[Directions for this task]: If a line in the entries includes "record", show that line.

Saved entries
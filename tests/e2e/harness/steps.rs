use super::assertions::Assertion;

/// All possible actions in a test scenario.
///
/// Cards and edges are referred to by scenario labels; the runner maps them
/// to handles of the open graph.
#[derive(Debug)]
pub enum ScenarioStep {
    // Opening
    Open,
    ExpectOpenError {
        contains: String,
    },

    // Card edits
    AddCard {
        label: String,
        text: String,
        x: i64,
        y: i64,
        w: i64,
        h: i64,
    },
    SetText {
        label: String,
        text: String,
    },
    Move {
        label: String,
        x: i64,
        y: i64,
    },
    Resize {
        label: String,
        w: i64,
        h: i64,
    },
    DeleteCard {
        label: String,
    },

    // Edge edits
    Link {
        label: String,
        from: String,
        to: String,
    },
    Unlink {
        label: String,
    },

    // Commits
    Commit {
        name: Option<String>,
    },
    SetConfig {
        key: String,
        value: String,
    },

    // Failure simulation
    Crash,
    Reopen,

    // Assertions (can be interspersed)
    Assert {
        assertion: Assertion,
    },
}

* * *

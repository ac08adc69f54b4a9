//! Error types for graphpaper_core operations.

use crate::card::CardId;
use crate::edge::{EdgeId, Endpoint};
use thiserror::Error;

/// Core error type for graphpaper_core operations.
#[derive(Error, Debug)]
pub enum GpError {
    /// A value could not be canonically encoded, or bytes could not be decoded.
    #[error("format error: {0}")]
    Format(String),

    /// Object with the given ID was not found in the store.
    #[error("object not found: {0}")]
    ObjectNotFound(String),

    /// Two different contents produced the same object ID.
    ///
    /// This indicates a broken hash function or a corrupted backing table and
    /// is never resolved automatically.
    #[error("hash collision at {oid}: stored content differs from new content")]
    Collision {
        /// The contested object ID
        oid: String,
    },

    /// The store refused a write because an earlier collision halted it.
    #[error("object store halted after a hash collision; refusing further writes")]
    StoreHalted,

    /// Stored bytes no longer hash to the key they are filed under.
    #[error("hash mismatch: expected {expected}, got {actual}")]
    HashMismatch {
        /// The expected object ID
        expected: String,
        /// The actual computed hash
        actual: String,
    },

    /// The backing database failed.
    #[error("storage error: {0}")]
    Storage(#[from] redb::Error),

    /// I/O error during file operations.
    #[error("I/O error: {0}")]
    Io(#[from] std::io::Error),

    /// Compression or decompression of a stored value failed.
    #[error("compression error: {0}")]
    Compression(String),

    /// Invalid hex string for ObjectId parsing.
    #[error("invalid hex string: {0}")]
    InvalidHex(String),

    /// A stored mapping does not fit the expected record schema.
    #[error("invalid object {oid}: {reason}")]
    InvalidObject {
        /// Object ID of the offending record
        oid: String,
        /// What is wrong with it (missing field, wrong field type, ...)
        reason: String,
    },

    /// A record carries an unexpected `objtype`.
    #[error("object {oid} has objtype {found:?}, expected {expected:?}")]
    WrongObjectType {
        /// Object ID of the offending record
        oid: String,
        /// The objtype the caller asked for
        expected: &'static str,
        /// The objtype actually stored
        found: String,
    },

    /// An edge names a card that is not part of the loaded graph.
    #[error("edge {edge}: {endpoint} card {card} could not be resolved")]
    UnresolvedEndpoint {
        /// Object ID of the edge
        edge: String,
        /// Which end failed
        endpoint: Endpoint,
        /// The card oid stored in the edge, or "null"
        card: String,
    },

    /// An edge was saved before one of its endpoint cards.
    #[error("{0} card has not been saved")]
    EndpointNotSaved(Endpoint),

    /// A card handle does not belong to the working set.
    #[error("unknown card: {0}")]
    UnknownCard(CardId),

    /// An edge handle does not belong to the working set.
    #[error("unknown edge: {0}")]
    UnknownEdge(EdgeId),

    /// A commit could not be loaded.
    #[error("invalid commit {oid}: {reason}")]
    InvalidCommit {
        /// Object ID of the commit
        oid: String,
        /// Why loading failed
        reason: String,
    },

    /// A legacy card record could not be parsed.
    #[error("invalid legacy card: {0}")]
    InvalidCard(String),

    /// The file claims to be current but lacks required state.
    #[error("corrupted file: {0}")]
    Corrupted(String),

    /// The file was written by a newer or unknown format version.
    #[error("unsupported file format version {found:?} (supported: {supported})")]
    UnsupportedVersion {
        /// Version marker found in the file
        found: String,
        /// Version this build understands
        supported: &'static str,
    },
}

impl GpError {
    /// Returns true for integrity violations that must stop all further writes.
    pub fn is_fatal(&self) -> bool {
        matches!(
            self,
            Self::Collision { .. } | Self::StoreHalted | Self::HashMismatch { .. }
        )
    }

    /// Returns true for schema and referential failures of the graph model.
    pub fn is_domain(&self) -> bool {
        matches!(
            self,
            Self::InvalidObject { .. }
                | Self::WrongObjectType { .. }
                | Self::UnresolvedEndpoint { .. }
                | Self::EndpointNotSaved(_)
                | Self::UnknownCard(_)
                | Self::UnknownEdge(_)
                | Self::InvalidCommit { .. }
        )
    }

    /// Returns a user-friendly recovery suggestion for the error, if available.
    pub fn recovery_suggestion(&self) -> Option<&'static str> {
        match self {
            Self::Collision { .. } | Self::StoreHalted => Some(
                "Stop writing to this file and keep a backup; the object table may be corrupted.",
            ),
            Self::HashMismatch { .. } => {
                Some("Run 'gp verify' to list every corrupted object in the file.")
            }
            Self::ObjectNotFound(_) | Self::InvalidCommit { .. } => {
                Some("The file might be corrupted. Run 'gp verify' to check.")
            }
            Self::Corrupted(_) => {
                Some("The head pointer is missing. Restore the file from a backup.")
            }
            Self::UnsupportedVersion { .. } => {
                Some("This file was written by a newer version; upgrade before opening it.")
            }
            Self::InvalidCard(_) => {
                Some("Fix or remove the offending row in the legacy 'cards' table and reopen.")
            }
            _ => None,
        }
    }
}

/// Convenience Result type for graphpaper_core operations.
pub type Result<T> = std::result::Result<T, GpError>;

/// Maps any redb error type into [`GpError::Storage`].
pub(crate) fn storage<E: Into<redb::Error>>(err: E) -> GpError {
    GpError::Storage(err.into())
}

---

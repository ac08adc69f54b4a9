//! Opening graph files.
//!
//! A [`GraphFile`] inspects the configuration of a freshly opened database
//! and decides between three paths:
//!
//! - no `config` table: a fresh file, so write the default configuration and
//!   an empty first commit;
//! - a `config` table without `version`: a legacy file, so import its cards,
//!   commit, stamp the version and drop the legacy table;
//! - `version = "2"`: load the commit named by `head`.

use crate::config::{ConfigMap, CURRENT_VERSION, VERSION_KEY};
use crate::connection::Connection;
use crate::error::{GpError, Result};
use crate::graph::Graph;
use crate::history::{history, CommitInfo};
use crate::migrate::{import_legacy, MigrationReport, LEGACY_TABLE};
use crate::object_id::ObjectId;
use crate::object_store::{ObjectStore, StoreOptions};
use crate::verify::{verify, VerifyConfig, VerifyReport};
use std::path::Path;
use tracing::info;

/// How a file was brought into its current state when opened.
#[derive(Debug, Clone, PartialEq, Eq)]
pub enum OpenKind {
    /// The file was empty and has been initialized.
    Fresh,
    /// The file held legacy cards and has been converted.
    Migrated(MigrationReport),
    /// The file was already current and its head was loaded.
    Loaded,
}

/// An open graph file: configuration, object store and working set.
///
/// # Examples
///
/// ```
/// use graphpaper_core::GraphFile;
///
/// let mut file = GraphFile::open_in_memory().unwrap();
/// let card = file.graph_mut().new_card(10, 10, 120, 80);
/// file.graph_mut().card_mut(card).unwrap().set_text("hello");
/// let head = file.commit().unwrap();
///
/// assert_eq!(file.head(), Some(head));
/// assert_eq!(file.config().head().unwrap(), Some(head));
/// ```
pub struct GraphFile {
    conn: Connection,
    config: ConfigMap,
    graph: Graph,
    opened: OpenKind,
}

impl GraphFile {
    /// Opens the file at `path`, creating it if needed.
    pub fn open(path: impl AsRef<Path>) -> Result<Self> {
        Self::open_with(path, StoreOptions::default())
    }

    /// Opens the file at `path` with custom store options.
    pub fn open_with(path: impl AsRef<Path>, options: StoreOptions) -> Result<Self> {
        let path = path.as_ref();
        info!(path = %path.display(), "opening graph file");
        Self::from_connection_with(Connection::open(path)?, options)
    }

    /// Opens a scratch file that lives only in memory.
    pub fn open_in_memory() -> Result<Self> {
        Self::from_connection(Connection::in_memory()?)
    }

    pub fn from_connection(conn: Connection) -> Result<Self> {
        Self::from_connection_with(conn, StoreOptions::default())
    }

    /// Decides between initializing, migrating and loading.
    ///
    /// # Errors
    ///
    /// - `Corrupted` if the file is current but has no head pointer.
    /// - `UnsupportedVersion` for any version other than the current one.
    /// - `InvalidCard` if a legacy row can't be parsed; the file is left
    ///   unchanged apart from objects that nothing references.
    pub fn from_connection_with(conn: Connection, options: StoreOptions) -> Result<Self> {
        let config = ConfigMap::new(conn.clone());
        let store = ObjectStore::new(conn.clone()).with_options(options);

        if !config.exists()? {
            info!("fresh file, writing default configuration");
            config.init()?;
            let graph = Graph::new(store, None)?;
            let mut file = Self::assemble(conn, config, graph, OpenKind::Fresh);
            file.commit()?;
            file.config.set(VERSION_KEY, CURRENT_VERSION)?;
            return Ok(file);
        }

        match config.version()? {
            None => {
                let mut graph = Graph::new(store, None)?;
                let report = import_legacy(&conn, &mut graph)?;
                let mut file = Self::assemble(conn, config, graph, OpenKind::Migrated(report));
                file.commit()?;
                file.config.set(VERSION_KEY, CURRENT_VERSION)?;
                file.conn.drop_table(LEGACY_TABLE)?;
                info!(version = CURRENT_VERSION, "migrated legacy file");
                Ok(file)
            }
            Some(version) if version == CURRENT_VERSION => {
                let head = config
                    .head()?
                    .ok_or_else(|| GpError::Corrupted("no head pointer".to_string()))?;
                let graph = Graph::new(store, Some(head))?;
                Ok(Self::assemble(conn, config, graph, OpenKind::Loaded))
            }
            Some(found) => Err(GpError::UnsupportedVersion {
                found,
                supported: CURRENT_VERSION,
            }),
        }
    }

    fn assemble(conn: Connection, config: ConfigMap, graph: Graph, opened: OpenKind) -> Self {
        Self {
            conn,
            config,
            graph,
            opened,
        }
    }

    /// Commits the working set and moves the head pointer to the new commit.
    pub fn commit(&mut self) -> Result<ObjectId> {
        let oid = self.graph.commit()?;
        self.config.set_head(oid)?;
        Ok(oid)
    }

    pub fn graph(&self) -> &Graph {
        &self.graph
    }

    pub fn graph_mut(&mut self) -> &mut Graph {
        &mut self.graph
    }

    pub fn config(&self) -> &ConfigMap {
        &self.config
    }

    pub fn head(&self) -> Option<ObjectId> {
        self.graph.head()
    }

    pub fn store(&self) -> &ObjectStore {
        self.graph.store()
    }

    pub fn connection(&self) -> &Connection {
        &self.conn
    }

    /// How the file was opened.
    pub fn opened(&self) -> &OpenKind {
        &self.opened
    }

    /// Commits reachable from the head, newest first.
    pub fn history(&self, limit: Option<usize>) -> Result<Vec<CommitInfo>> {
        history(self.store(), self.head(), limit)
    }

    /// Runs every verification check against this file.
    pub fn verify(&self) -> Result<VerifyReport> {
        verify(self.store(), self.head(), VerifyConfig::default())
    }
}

[Solution to this exercise]:
    /// A stored mapping does not fit the expected record schema.
        /// Object ID of the offending record
    /// A record carries an unexpected `objtype`.
        /// Object ID of the offending record
    /// A legacy card record could not be parsed.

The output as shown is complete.